(Stored data entries)
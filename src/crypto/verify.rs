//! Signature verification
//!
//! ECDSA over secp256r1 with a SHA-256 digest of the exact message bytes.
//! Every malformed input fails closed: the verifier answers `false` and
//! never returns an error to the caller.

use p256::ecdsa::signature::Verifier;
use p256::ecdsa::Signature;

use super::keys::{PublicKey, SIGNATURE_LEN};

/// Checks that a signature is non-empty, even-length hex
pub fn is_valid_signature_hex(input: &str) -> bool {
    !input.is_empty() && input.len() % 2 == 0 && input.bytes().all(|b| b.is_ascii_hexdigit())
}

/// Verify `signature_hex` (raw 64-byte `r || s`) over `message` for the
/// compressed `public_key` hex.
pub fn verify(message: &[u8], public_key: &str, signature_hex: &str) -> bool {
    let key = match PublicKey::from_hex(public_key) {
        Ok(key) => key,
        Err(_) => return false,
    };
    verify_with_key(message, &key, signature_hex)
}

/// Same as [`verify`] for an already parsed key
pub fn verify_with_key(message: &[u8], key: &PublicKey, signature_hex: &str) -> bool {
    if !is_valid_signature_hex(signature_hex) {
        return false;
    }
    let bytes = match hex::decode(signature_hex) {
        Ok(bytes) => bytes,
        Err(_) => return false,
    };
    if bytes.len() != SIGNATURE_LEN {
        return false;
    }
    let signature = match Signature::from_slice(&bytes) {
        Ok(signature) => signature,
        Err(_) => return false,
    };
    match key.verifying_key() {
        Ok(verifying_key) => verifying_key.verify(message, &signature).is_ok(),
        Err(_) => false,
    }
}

---

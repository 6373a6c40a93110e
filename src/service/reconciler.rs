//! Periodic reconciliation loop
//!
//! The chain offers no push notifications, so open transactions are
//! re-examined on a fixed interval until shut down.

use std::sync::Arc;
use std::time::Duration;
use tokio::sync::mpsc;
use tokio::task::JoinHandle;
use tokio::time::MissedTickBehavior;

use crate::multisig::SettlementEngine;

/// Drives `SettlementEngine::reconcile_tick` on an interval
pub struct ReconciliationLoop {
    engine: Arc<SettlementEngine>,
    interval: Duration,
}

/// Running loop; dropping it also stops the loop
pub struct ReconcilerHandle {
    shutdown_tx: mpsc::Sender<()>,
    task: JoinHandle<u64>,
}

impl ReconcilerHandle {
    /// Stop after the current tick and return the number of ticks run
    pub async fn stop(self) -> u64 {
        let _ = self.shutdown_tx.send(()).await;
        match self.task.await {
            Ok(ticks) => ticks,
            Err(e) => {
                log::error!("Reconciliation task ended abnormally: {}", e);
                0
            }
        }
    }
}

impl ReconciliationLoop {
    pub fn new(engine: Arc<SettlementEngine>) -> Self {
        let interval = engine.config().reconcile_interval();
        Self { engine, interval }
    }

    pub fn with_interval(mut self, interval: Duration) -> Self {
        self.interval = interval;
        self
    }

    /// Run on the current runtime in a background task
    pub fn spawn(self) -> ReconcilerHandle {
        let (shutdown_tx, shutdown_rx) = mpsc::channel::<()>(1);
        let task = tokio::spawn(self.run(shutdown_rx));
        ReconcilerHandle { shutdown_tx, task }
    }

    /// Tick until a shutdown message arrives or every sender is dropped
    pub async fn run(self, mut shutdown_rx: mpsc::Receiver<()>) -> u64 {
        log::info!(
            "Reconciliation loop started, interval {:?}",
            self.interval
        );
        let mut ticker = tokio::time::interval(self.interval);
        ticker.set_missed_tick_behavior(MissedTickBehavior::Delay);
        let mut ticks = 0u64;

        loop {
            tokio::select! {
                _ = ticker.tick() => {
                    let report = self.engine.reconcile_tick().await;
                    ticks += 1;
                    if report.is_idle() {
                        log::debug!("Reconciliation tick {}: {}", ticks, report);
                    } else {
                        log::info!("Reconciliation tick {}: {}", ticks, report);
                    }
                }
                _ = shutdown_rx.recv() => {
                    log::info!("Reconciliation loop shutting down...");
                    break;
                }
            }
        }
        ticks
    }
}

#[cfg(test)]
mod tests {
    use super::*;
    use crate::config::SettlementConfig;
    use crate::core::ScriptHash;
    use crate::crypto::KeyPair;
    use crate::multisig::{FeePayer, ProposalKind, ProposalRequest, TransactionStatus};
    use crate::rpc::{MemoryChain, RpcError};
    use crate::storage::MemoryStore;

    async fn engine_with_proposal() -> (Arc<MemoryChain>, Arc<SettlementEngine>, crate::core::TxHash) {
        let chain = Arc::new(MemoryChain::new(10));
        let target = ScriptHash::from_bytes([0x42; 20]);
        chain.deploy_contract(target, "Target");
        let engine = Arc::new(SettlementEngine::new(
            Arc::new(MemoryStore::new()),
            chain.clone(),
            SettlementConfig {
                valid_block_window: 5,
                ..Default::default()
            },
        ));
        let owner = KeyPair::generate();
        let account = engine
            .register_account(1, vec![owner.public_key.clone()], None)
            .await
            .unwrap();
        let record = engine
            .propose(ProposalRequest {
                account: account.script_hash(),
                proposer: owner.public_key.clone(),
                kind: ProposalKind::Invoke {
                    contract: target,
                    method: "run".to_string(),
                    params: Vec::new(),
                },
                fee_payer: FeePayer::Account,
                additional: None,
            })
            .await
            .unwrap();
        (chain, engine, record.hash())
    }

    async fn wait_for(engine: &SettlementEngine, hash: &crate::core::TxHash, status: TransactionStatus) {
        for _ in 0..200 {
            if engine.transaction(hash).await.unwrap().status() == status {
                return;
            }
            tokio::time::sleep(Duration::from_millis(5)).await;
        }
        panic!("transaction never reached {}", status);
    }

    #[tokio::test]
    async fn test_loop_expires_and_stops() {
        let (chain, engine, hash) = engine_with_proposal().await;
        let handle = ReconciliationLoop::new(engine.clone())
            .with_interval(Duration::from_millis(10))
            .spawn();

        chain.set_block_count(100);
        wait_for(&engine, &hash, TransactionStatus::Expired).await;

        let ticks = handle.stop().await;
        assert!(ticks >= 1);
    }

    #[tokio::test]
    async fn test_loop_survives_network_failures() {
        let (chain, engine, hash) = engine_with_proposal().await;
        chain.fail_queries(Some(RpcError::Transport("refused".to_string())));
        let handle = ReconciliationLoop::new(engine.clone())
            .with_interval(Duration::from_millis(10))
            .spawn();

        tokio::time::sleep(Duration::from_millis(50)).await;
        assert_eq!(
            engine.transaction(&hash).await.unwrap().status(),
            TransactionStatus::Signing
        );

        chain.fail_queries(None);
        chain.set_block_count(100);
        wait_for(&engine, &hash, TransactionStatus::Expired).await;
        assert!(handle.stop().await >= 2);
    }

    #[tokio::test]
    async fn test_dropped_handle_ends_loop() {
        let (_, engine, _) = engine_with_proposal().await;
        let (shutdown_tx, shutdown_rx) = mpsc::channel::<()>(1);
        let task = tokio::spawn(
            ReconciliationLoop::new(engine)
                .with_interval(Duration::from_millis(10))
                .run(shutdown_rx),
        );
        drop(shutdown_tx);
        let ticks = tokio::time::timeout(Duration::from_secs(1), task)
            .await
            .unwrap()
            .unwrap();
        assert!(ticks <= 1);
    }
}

■ **Exercise aim**
Search the entries for the string "ProposalRequest" and copy each line where it occurs.

■ **Answer for the task**
    use crate::multisig::{FeePayer, ProposalKind, ProposalRequest, TransactionStatus};
            .propose(ProposalRequest {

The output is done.